DEV Community

Akmal Chaudhri for SingleStore

Posted on • Updated on

Quick tip: Using Java with OpenAI and SingleStoreDB

Abstract

When writing this article (July 2023), OpenAI does not officially provide libraries for the Java programming language. However, Java support is available through the openai-java project listed under Community libraries. In this short article, we'll store some vector data in SingleStoreDB, access the data and test ChatGPT using some simple Java code.

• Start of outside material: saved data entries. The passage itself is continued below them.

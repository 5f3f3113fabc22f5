//! Store traits for roles, their permission claims, and user memberships.
//!
//! Both traits promise replace-set semantics: a replacement is applied as a
//! whole, so a concurrent reader observes either the previous complete set or
//! the new complete set.

use std::collections::BTreeSet;

use async_trait::async_trait;
use classdesk_core::{Permission, PermissionSet, RoleName};
use tracing::warn;
use uuid::Uuid;

/// Claim type under which permissions are attached to a role.
pub const PERMISSION_CLAIM_TYPE: &str = "permission";

pub type StoreResult<T> = Result<T, StoreError>;

#[derive(Debug, thiserror::Error)]
pub enum StoreError {
    #[error("Role not found: {0}")]
    RoleNotFound(RoleName),
    #[error("User not found: {0}")]
    UserNotFound(Uuid),
    #[error("Database error: {0}")]
    Database(#[from] sqlx::Error),
    #[error("Storage backend unavailable: {0}")]
    Unavailable(String),
}

/// A `(type, value)` pair attached to a role.
#[derive(Debug, Clone, PartialEq, Eq, PartialOrd, Ord)]
pub struct RoleClaim {
    pub claim_type: String,
    pub claim_value: String,
}

impl RoleClaim {
    pub fn new(claim_type: impl Into<String>, claim_value: impl Into<String>) -> Self {
        Self {
            claim_type: claim_type.into(),
            claim_value: claim_value.into(),
        }
    }

    pub fn permission(permission: Permission) -> Self {
        Self::new(PERMISSION_CLAIM_TYPE, permission.as_str())
    }

    pub fn is_permission(&self) -> bool {
        self.claim_type == PERMISSION_CLAIM_TYPE
    }
}

#[derive(Debug, Clone, PartialEq, Eq, sqlx::FromRow)]
pub struct UserRecord {
    pub id: Uuid,
    pub email: String,
    pub full_name: Option<String>,
}

#[derive(Debug, Clone, PartialEq, Eq)]
pub struct UserWithRoles {
    pub user: UserRecord,
    pub roles: Vec<RoleName>,
}

/// Source of truth for what each role grants.
#[async_trait]
pub trait RolePermissionStore: Send + Sync {
    /// Permissions currently granted by `role`. Empty when the role does not exist.
    async fn get_permissions(&self, role: &RoleName) -> StoreResult<PermissionSet>;

    /// Replaces every permission claim of `role` with `permissions`.
    /// Claims of other types are kept.
    async fn replace_permissions(
        &self,
        role: &RoleName,
        permissions: &PermissionSet,
    ) -> StoreResult<()>;

    /// All role names, sorted.
    async fn list_roles(&self) -> StoreResult<Vec<RoleName>>;

    async fn role_exists(&self, role: &RoleName) -> StoreResult<bool>;

    /// Creates `role` with no claims. Returns `false` if it already existed.
    async fn create_role(&self, role: &RoleName) -> StoreResult<bool>;
}

/// User registry and role memberships.
#[async_trait]
pub trait UserRoleStore: Send + Sync {
    /// Role names held by the user. Empty for an unknown user.
    async fn roles_of(&self, user_id: Uuid) -> StoreResult<Vec<RoleName>>;

    /// Replaces the user's memberships with exactly `roles`.
    async fn replace_roles(&self, user_id: Uuid, roles: &BTreeSet<RoleName>) -> StoreResult<()>;

    /// Every user with their roles, sorted by email.
    async fn list_users(&self) -> StoreResult<Vec<UserWithRoles>>;

    /// Returns the user with `email`, creating it when missing.
    async fn upsert_user(&self, email: &str, full_name: Option<&str>) -> StoreResult<UserRecord>;

    async fn find_user_by_email(&self, email: &str) -> StoreResult<Option<UserRecord>>;
}

/// Parses stored permission claim values. Values outside the catalog grant nothing.
pub(crate) fn parse_permission_claims<I>(role: &RoleName, values: I) -> PermissionSet
where
    I: IntoIterator,
    I::Item: AsRef<str>,
{
    values
        .into_iter()
        .filter_map(|value| match value.as_ref().parse::<Permission>() {
            Ok(permission) => Some(permission),
            Err(err) => {
                warn!(role = %role, error = %err, "Ignoring unknown permission claim");
                None
            }
        })
        .collect()
}
use utoipa::openapi::security::{HttpAuthScheme, HttpBuilder, SecurityScheme};
use utoipa::{Modify, OpenApi};

use classdesk_core::{ErrorResponse, Permission, SubjectArea};

use crate::modules::admin::model::{
    CreateRoleDto, RoleListResponse, RolePermissionsResponse, UpdateRolePermissionsDto,
    UpdateUserRolesDto, UserRolesResponse, UserWithRolesResponse,
};
use crate::modules::permissions::model::{
    MyPermissionsResponse, PermissionCatalogResponse, PermissionGroup,
};
use crate::router::HealthResponse;

#[derive(OpenApi)]
#[openapi(
    paths(
        crate::router::health,
        crate::modules::admin::controller::get_roles,
        crate::modules::admin::controller::create_role,
        crate::modules::admin::controller::get_role_permissions,
        crate::modules::admin::controller::update_role_permissions,
        crate::modules::admin::controller::get_users,
        crate::modules::admin::controller::update_user_roles,
        crate::modules::permissions::controller::get_catalog,
        crate::modules::permissions::controller::get_my_permissions,
    ),
    components(
        schemas(
            Permission,
            SubjectArea,
            ErrorResponse,
            HealthResponse,
            CreateRoleDto,
            UpdateRolePermissionsDto,
            UpdateUserRolesDto,
            RoleListResponse,
            RolePermissionsResponse,
            UserRolesResponse,
            UserWithRolesResponse,
            PermissionGroup,
            PermissionCatalogResponse,
            MyPermissionsResponse,
        )
    ),
    modifiers(&SecurityAddon),
    tags(
        (name = "Admin", description = "Role, permission and membership administration"),
        (name = "Permissions", description = "Permission catalog and caller permissions"),
        (name = "Health", description = "Liveness")
    ),
    info(
        title = "Classdesk API",
        version = "0.1.0",
        description = "Role and permission administration for a school management system.",
        license(
            name = "MIT"
        )
    )
)]
pub struct ApiDoc;

struct SecurityAddon;

impl Modify for SecurityAddon {
    fn modify(&self, openapi: &mut utoipa::openapi::OpenApi) {
        if let Some(components) = openapi.components.as_mut() {
            components.add_security_scheme(
                "bearer_auth",
                SecurityScheme::Http(
                    HttpBuilder::new()
                        .scheme(HttpAuthScheme::Bearer)
                        .bearer_format("JWT")
                        .build(),
                ),
            )
        }
    }
}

The Java code file used in this article is available on GitHub.

Introduction

Despite the great interest in Python for many Data Science and Machine Learning tasks, Java is still one of the most popular programming languages in the world, as shown by the TIOBE Index. As of July 2023, for example, Java ranks 3rd on the TIOBE Index under the Very Long Term History section. Java also ranks highly according to IEEE Spectrum. It is still a popular programming language in many large enterprise environments. In this short article, we'll see how to use Java with OpenAI and SingleStoreDB.

Create a SingleStoreDB Cloud account

A previous article showed the steps required to create a free SingleStoreDB Cloud account. We'll use OpenAI Demo Group as our Workspace Group Name and openai-demo as our Workspace Name. We'll make a note of our password and host name.

OpenAI API Key

We need to create an account on the OpenAI website. This provides some free credits. Since we will mainly use embeddings, the cost will be minimal. We'll also need to create an OpenAI API Key. This can be created from USER > API keys in our OpenAI account.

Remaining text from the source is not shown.